Phoenix at L.A. Lakers Game 3: Kwame Gives Life!

by Marcel Mutoni

I’ve decided not to drink tonight so that I may take mildly intelligible notes throughout the game. The things that I do for you people.

(Should the Lakers fall apart, however, there’s a very good chance that I will be completing my game notes with a blood alcohol level well above the legal limit. You have been warned.)

Sam Cassell is in the TNT studio tonight, and I couldn’t be happier. Sam is one of my favorite people in the entire Association. How can you not love a guy who gleefully informs you that he has enormous testicles whenever he hits a big shot? He’s damn near impossible to dislike.

Cassell opens things up by chanting, “Kobe, Kobe, Kobe, …” I wonder who he’s rooting for tonight.

Speaking of Bryant, he has to go for 60+ for the Lakers to have a chance tonight, right? Anything less and I’ll be disappointed.

First Quarter:

-Raja Bell opens the scoring by wetting a jumper from straight away.

-Two more Phoenix jumpers make it 6-0.

-Make that 9-0.

-An alley oop to a streaking Stoudemire (after rejecting Luke Walton with extreme prejudice) makes it 11-0.

Kevin Harlan: “A DEVASTATING start for the Phoenix Suns!” Thanks, Kevin. I needed that.

(I think some Laker fans are already walking out of Staples. Matter of fact, I might walk out of the room if this nonsense keeps up.)

-Kobe stops the bleeding momentarily by canning a jumper near the free throw line.

-Kobe. Again. Doug Collins is openly calling for Bryant to shoot each trip down the floor. Hard to argue with blondie.

(Here’s a wild guess: The triangle offense will be blatantly ignored this evening. I hope that Tex Winter stayed home.)

-Wow. Jordan Farmar finds himself mismatched with Kurt Thomas and his crazy eyes. Kurt scores with great ease and looks …well, he looks crazy. 11 point lead for Phoenix.
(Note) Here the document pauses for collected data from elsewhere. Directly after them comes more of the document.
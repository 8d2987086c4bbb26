//! `airports.dat` flat file catalog.
//!
//! One airport per line, eleven comma separated columns, values optionally
//! wrapped in double quotes:
//!
//! ```text
//! 1,"General Edward Lawrence Logan Intl","Boston","United States","BOS","KBOS",42.364347,-71.005181,19,-5,"A"
//! ```
//!
//! Columns: pk, name, city, country, IATA, ICAO, latitude, longitude,
//! altitude (ft), timezone (h), DST code.

use std::collections::HashMap;
use std::path::{Path, PathBuf};

use async_trait::async_trait;
use tracing::{debug, warn};

use weather_common::{AirportRecord, WeatherError, WeatherResult};

use crate::source::AirportSource;

/// Number of columns in a valid catalog line.
pub const COLUMN_COUNT: usize = 11;

/// Parse catalog text into an ordered airport list.
///
/// Lines with the wrong column count or unparseable numbers are skipped. When
/// a code appears twice the later line's values win but the airport keeps the
/// position of its first appearance.
pub fn parse_catalog(content: &str) -> Vec<AirportRecord> {
    let mut airports: Vec<AirportRecord> = Vec::new();
    let mut positions: HashMap<String, usize> = HashMap::new();

    for (line_no, line) in content.lines().enumerate() {
        if line.trim().is_empty() {
            continue;
        }

        let Some(record) = parse_line(line) else {
            debug!(line = line_no + 1, "Skipping malformed catalog line");
            continue;
        };

        match positions.get(&record.iata) {
            Some(&pos) => airports[pos] = record,
            None => {
                positions.insert(record.iata.clone(), airports.len());
                airports.push(record);
            }
        }
    }

    airports
}

fn parse_line(line: &str) -> Option<AirportRecord> {
    let unquoted = line.replace('"', "");
    let cols: Vec<&str> = unquoted.split(',').collect();
    if cols.len() != COLUMN_COUNT {
        return None;
    }

    // Column 0 is the primary key; positions are reassigned on write.
    cols[0].trim().parse::<i64>().ok()?;

    Some(AirportRecord {
        name: cols[1].to_string(),
        city: cols[2].to_string(),
        country: cols[3].to_string(),
        iata: cols[4].trim().to_string(),
        icao: cols[5].trim().to_string(),
        latitude: cols[6].trim().parse().ok()?,
        longitude: cols[7].trim().parse().ok()?,
        altitude: cols[8].trim().parse().ok()?,
        timezone: cols[9].trim().parse().ok()?,
        dst: cols[10].trim().to_string(),
    })
}

/// Render one airport as a catalog line with the given primary key.
///
/// Text columns have commas, quotes and control characters replaced by
/// spaces; the format has no escaping for them.
pub fn format_line(pk: usize, airport: &AirportRecord) -> String {
    format!(
        "{},\"{}\",\"{}\",\"{}\",\"{}\",\"{}\",\"{}\",\"{}\",\"{}\",\"{}\",\"{}\"",
        pk,
        column_text(&airport.name),
        column_text(&airport.city),
        column_text(&airport.country),
        column_text(&airport.iata),
        column_text(&airport.icao),
        airport.latitude,
        airport.longitude,
        airport.altitude,
        airport.timezone,
        column_text(&airport.dst)
    )
}

fn column_text(value: &str) -> String {
    value
        .chars()
        .map(|c| if c == ',' || c == '"' || c.is_control() { ' ' } else { c })
        .collect()
}

/// Catalog stored in an `airports.dat` file.
#[derive(Debug, Clone)]
pub struct DatFileSource {
    path: PathBuf,
}

impl DatFileSource {
    pub fn new(path: impl Into<PathBuf>) -> Self {
        Self { path: path.into() }
    }

    pub fn path(&self) -> &Path {
        &self.path
    }
}

#[async_trait]
impl AirportSource for DatFileSource {
    async fn load(&self) -> WeatherResult<Vec<AirportRecord>> {
        let content = tokio::fs::read_to_string(&self.path).await.map_err(|e| {
            WeatherError::Io(format!("Failed to read {}: {}", self.path.display(), e))
        })?;

        let airports = parse_catalog(&content);
        debug!(
            path = %self.path.display(),
            airports = airports.len(),
            "Read airport catalog"
        );
        Ok(airports)
    }

    async fn persist(&self, airports: &[AirportRecord]) -> WeatherResult<()> {
        let content = airports
            .iter()
            .enumerate()
            .map(|(i, a)| format_line(i + 1, a))
            .collect::<Vec<_>>()
            .join("\n");

        // Write next to the target and rename so readers never see a partial file.
        let tmp = self.path.with_extension("dat.tmp");
        let write = async {
            tokio::fs::write(&tmp, content).await?;
            tokio::fs::rename(&tmp, &self.path).await
        };

        write.await.map_err(|e| {
            warn!(path = %self.path.display(), error = %e, "Failed to persist airport catalog");
            WeatherError::Io(format!("Failed to write {}: {}", self.path.display(), e))
        })?;

        debug!(path = %self.path.display(), airports = airports.len(), "Persisted airport catalog");
        Ok(())
    }

    fn describe(&self) -> String {
        self.path.display().to_string()
    }
}

#[cfg(test)]
mod tests {
    use super::*;

    const BOS_LINE: &str = r#"1,"General Edward Lawrence Logan Intl","Boston","United States","BOS","KBOS",42.364347,-71.005181,19,-5,"A""#;

    #[test]
    fn test_parse_quoted_line() {
        let airports = parse_catalog(BOS_LINE);
        assert_eq!(airports.len(), 1);

        let bos = &airports[0];
        assert_eq!(bos.iata, "BOS");
        assert_eq!(bos.icao, "KBOS");
        assert_eq!(bos.city, "Boston");
        assert_eq!(bos.latitude, 42.364347);
        assert_eq!(bos.longitude, -71.005181);
        assert_eq!(bos.altitude, 19.0);
        assert_eq!(bos.timezone, -5.0);
        assert_eq!(bos.dst, "A");
    }

    #[test]
    fn test_parse_skips_wrong_column_count() {
        let content = format!(
            "{}\n2,\"Too\",\"Few\",\"Columns\"\n3,\"Name, With Comma\",\"X\",\"Y\",\"ZZZ\",\"KZZZ\",1,2,3,4,\"U\"",
            BOS_LINE
        );
        let airports = parse_catalog(&content);
        assert_eq!(airports.len(), 1);
        assert_eq!(airports[0].iata, "BOS");
    }

    #[test]
    fn test_parse_skips_bad_numbers() {
        let content = r#"1,"A","B","C","AAA","KAAA",north,2,3,4,"U""#;
        assert!(parse_catalog(content).is_empty());
    }

    #[test]
    fn test_duplicate_code_keeps_first_position_last_values() {
        let content = "\
1,\"Logan\",\"Boston\",\"US\",\"BOS\",\"KBOS\",42.0,-71.0,19,-5,\"A\"
2,\"JFK\",\"New York\",\"US\",\"JFK\",\"KJFK\",40.6,-73.7,13,-5,\"A\"
3,\"Logan Renamed\",\"Boston\",\"US\",\"BOS\",\"KBOS\",42.5,-71.5,19,-5,\"A\"";

        let airports = parse_catalog(content);
        assert_eq!(airports.len(), 2);
        assert_eq!(airports[0].iata, "BOS");
        assert_eq!(airports[0].name, "Logan Renamed");
        assert_eq!(airports[0].latitude, 42.5);
        assert_eq!(airports[1].iata, "JFK");
    }

    #[test]
    fn test_format_line_parses_back() {
        let airport = AirportRecord {
            name: "Fortaleza".to_string(),
            ..AirportRecord::new("FOR", 3.7736, 38.5286)
        };
        let line = format_line(7, &airport);
        assert!(line.starts_with("7,\"Fortaleza\""));
        assert_eq!(parse_catalog(&line), vec![airport]);
    }

    #[test]
    fn test_format_line_keeps_column_count() {
        let airport = AirportRecord {
            name: "Pinto Martins, \"Fortaleza\"".to_string(),
            city: "Forta\nleza".to_string(),
            ..AirportRecord::new("FOR", -3.776283, -38.532556)
        };

        let parsed = parse_catalog(&format_line(1, &airport));
        assert_eq!(parsed.len(), 1);
        assert_eq!(parsed[0].iata, "FOR");
        assert_eq!(parsed[0].name, "Pinto Martins   Fortaleza ");
        assert_eq!(parsed[0].city, "Forta leza");
        assert_eq!(parsed[0].latitude, -3.776283);
    }
}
-Kwame Brown – who inexplicably finds himself in the starting lineup yet again. Seriously, Phil, do you enjoy making me suffer? – is actually playing decently in this game. He’s managed to avoid committing offensive fouls (or any fouls for that matter) by pile driving his shoulder into defenders, and has actually gotten two early fouls called on the Suns. It’s a small miracle to be perfectly honest with you.

-Coming out of a timeout, Craig Sager brings us a delightful little story about a car chase on the LA streets that delayed the arrival of both teams to the arena today. It turns out that some shirtless dude (it’s apparently the law that if you jack a car, you have to remove your top) stole a car and drove at amazingly slow speeds before surrendering when both tires gave out. He even dove belly first onto the ground before the cops slapped the cuffs on him. I enjoyed that.

-Kobe makes an INSANELY difficult reverse layup: Right side of the court, nasty shoulder fake to freeze Diaw, hangs for three seconds as he glides under the hoop, gets hacked by Kurt Thomas (no call), pumps a couple of times, and kisses it off the glass as he falls on his back. He’s not half-bad.

-In case you were wondering, Phoenix has pushed their lead up to 16 after Barbosa hits an absurdly open three pointer. What I’m wondering at this point, is what slitting my wrists would feel like…

(Doug Collins, I should let you know, has just shamelessly compared Leandro to Andrew “The Boston Strangler” Toney. I feel ill.)

-Kobe hits a baseline three, making it 31-17. After a rare Phoenix miss, the Lakers come the other way and Andrew Bynum ends up at the line after getting hacked on an alley oop attempt. I would love to tell you that Bynum hit both free throws, but I cannot. That would be a lie. 31-17 after the first q.

Second Quarter:

-How bad have things gotten for Smush Parker? He’s now coming into the game AFTER Shammond Williams. National television audience, meet Shammond. Shammond, say hello to national television audience.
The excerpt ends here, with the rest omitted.